• [Your objective] Go through the data below and copy each line where the word "return" occurs.

BEGIN The data

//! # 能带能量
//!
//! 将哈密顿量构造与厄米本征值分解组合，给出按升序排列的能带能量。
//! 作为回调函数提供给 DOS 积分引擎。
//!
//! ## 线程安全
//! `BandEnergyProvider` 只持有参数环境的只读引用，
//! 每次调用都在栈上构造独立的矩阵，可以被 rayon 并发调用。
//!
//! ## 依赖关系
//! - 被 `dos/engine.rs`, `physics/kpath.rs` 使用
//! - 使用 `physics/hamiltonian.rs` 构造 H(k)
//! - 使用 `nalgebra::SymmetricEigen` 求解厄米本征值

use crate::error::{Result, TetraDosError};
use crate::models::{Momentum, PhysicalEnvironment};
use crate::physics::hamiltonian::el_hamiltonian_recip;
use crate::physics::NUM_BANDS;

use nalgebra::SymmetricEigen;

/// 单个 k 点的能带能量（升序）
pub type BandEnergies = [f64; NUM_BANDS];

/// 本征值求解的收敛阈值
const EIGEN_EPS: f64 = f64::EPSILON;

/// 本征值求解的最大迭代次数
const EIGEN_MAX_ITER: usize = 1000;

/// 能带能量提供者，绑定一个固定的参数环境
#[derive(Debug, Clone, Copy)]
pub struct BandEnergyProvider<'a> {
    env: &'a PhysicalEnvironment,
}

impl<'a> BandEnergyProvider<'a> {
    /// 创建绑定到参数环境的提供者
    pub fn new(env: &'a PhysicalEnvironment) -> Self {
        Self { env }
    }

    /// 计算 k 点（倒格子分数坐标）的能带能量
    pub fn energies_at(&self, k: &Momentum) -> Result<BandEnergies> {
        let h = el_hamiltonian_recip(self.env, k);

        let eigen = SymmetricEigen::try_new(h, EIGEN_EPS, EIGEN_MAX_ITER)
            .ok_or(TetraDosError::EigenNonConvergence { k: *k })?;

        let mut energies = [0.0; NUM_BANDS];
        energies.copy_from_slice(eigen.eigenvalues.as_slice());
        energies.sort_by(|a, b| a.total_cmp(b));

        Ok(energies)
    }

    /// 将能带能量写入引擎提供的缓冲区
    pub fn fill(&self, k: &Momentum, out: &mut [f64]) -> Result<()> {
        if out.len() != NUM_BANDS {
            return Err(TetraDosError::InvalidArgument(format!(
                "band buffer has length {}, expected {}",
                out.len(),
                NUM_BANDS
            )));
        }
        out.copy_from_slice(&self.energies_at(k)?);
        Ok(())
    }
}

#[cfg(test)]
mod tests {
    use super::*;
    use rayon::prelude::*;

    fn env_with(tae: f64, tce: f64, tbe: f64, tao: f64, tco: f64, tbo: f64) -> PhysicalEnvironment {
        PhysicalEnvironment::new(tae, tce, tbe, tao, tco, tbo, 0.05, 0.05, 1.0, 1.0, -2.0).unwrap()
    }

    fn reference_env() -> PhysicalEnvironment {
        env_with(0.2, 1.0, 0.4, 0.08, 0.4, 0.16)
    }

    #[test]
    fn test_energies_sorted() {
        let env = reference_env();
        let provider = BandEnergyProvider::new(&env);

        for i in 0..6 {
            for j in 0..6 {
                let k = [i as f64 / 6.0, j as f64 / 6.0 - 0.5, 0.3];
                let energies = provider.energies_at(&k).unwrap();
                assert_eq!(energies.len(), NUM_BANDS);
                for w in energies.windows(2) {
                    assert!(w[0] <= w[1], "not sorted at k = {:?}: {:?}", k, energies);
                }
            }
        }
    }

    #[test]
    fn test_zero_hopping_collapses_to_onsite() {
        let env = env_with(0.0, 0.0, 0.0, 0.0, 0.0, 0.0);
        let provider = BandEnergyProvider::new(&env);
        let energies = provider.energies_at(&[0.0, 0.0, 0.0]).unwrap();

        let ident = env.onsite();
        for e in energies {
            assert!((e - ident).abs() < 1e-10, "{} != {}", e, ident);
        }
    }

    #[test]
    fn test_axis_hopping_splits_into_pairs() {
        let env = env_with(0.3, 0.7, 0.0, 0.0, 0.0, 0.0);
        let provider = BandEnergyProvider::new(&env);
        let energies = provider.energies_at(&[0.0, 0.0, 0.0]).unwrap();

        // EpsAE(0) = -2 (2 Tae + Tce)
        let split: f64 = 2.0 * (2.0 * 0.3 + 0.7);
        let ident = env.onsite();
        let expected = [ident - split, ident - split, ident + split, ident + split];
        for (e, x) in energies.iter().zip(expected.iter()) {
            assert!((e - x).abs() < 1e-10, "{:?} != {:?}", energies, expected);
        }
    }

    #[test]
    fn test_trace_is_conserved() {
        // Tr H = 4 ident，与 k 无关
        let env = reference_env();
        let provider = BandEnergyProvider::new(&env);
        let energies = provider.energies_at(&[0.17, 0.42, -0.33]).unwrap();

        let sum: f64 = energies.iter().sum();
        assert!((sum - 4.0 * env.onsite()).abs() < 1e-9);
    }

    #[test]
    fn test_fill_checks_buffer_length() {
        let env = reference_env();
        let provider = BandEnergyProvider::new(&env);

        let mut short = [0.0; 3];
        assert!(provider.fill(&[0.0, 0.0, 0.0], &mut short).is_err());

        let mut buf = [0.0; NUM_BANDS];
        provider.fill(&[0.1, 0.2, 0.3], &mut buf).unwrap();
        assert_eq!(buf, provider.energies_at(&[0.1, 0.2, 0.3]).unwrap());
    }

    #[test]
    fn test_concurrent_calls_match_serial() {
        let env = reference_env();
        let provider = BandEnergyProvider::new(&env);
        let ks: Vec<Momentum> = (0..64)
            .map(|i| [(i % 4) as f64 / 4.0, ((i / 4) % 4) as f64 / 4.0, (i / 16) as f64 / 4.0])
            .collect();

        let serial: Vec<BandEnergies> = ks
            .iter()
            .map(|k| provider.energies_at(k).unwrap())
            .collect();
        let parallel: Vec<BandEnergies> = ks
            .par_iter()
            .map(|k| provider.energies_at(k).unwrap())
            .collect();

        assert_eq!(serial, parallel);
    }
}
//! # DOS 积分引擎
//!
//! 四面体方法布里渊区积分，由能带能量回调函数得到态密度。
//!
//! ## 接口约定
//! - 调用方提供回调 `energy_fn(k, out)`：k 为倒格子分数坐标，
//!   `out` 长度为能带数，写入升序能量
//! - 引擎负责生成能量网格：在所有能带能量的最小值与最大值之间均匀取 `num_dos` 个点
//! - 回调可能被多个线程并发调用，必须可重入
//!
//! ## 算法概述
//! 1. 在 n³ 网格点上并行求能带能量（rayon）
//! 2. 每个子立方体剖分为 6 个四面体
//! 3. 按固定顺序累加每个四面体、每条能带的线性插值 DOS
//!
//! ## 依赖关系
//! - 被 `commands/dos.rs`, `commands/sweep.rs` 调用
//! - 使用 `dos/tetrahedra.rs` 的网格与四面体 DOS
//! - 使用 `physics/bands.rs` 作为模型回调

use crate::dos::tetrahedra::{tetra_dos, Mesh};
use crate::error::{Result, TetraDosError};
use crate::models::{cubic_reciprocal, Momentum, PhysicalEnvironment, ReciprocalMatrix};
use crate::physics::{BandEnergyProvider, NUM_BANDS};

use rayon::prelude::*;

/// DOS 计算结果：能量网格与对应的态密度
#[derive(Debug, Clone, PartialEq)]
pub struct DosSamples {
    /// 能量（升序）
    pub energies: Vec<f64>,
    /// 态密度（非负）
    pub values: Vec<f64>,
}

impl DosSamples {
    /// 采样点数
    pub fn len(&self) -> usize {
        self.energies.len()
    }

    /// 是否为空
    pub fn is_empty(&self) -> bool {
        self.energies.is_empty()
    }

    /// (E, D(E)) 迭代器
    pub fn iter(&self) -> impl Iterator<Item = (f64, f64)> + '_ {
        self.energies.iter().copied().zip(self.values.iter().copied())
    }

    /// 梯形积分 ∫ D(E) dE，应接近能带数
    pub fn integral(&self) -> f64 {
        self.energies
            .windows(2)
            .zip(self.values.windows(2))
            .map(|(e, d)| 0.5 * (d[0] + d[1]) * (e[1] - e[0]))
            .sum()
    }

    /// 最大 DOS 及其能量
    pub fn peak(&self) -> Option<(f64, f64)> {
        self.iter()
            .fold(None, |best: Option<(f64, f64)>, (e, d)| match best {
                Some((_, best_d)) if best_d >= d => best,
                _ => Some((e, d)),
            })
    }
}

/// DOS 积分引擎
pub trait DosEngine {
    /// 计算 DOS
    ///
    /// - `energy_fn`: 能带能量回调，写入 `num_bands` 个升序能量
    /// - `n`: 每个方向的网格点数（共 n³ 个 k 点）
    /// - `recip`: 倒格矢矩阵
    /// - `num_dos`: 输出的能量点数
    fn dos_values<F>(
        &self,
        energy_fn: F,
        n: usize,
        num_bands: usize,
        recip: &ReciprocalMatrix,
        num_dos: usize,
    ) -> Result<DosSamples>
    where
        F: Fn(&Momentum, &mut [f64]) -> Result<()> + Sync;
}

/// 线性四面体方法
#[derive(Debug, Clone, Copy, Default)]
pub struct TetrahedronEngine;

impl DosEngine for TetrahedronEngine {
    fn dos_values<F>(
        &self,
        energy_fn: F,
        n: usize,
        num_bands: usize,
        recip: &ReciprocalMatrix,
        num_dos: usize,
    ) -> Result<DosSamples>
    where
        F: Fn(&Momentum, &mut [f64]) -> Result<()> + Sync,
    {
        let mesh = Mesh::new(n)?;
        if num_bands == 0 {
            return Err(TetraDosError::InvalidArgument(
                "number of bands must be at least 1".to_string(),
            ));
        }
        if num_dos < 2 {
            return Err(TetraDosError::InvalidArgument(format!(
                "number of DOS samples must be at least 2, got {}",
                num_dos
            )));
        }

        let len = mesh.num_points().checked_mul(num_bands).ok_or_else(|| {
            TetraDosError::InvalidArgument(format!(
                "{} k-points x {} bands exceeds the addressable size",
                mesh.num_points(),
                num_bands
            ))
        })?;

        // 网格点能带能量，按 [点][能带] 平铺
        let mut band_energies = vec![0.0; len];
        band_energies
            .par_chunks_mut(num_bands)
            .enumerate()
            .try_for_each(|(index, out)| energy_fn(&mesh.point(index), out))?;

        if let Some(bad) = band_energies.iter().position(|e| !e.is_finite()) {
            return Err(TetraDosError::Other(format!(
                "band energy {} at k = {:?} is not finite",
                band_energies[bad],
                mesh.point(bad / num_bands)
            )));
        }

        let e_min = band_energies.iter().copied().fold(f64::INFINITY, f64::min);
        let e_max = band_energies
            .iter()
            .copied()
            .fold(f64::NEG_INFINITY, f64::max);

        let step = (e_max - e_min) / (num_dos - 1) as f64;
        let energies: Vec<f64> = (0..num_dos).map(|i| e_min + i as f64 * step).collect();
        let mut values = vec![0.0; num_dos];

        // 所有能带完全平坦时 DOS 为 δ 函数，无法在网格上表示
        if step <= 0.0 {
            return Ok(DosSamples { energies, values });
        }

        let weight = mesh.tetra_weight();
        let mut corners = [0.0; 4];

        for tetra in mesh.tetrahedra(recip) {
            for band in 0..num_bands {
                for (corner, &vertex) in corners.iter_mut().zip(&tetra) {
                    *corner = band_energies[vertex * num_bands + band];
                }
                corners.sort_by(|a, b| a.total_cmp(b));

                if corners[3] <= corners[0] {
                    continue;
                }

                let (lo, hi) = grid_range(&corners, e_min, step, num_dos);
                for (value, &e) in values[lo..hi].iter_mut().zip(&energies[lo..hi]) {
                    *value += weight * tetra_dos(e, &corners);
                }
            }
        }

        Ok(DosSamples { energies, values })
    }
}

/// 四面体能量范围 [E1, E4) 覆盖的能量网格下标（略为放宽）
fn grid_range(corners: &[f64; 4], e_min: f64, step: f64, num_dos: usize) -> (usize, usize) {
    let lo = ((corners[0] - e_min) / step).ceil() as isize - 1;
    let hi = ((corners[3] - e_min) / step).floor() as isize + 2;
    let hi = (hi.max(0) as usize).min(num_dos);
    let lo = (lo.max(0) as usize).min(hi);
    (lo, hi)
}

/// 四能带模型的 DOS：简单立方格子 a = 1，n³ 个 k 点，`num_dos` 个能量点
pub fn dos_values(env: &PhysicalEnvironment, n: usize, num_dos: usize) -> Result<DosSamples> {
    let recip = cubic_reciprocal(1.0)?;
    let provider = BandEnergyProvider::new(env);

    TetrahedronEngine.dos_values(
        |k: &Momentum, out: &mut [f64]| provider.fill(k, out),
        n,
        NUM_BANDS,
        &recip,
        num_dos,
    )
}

END The data
BEGIN The data

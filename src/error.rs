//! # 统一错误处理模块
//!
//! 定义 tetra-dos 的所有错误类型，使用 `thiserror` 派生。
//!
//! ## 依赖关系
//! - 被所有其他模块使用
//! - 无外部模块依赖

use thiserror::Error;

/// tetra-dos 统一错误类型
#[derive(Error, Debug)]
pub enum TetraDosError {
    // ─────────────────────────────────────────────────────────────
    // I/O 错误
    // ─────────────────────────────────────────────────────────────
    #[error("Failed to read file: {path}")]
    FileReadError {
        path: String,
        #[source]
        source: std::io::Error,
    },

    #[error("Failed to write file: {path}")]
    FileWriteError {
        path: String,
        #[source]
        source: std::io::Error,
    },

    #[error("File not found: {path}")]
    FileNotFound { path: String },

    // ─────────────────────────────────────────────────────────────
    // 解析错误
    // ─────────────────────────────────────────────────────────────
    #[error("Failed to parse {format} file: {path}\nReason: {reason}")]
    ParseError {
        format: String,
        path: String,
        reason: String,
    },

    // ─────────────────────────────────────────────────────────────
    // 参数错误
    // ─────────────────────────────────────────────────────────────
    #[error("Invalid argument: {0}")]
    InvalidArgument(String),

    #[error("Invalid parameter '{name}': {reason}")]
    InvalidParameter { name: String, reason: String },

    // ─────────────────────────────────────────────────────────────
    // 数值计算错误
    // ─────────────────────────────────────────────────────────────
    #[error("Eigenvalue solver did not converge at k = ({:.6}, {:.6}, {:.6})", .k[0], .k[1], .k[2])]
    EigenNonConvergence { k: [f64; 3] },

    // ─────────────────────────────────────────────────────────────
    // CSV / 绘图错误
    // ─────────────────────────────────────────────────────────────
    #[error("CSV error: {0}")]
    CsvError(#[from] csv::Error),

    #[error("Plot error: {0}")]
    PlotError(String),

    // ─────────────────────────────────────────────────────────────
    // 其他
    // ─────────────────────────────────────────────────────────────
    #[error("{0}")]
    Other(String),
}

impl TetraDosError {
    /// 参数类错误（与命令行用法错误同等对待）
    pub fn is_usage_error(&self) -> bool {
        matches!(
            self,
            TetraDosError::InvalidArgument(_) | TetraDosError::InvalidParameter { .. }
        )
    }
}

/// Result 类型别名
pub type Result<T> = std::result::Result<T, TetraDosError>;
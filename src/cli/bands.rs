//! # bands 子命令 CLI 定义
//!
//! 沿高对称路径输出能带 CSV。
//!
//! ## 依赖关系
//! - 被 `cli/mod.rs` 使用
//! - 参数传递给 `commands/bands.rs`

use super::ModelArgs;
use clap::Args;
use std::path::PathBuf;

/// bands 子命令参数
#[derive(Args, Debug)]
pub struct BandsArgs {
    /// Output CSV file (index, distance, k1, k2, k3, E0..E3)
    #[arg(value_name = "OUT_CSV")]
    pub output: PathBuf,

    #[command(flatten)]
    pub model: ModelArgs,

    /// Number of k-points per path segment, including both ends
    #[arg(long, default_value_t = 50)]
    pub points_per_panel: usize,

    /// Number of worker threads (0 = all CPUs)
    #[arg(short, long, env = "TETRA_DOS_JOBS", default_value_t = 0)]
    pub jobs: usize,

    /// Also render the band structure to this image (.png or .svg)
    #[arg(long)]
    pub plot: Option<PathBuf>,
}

END The data
BEGIN The data

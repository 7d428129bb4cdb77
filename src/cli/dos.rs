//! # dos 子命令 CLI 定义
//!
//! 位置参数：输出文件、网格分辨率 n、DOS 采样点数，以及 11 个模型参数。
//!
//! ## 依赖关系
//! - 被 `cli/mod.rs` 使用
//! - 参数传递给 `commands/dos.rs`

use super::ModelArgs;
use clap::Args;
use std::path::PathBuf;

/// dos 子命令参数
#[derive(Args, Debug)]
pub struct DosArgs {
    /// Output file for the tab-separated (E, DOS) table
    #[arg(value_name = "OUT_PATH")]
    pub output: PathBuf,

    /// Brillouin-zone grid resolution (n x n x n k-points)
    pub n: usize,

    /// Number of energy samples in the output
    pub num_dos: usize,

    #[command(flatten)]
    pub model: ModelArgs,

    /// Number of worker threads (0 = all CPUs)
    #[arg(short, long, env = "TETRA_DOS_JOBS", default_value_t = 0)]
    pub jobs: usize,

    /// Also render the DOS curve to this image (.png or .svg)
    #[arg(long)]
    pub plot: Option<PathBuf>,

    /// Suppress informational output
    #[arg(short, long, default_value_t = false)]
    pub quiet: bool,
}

END The data

• [Problem solution]
            return Err(TetraDosError::InvalidArgument(format!(
            return Err(TetraDosError::InvalidArgument(
            return Err(TetraDosError::InvalidArgument(format!(
            return Err(TetraDosError::Other(format!(
            return Ok(DosSamples { energies, values });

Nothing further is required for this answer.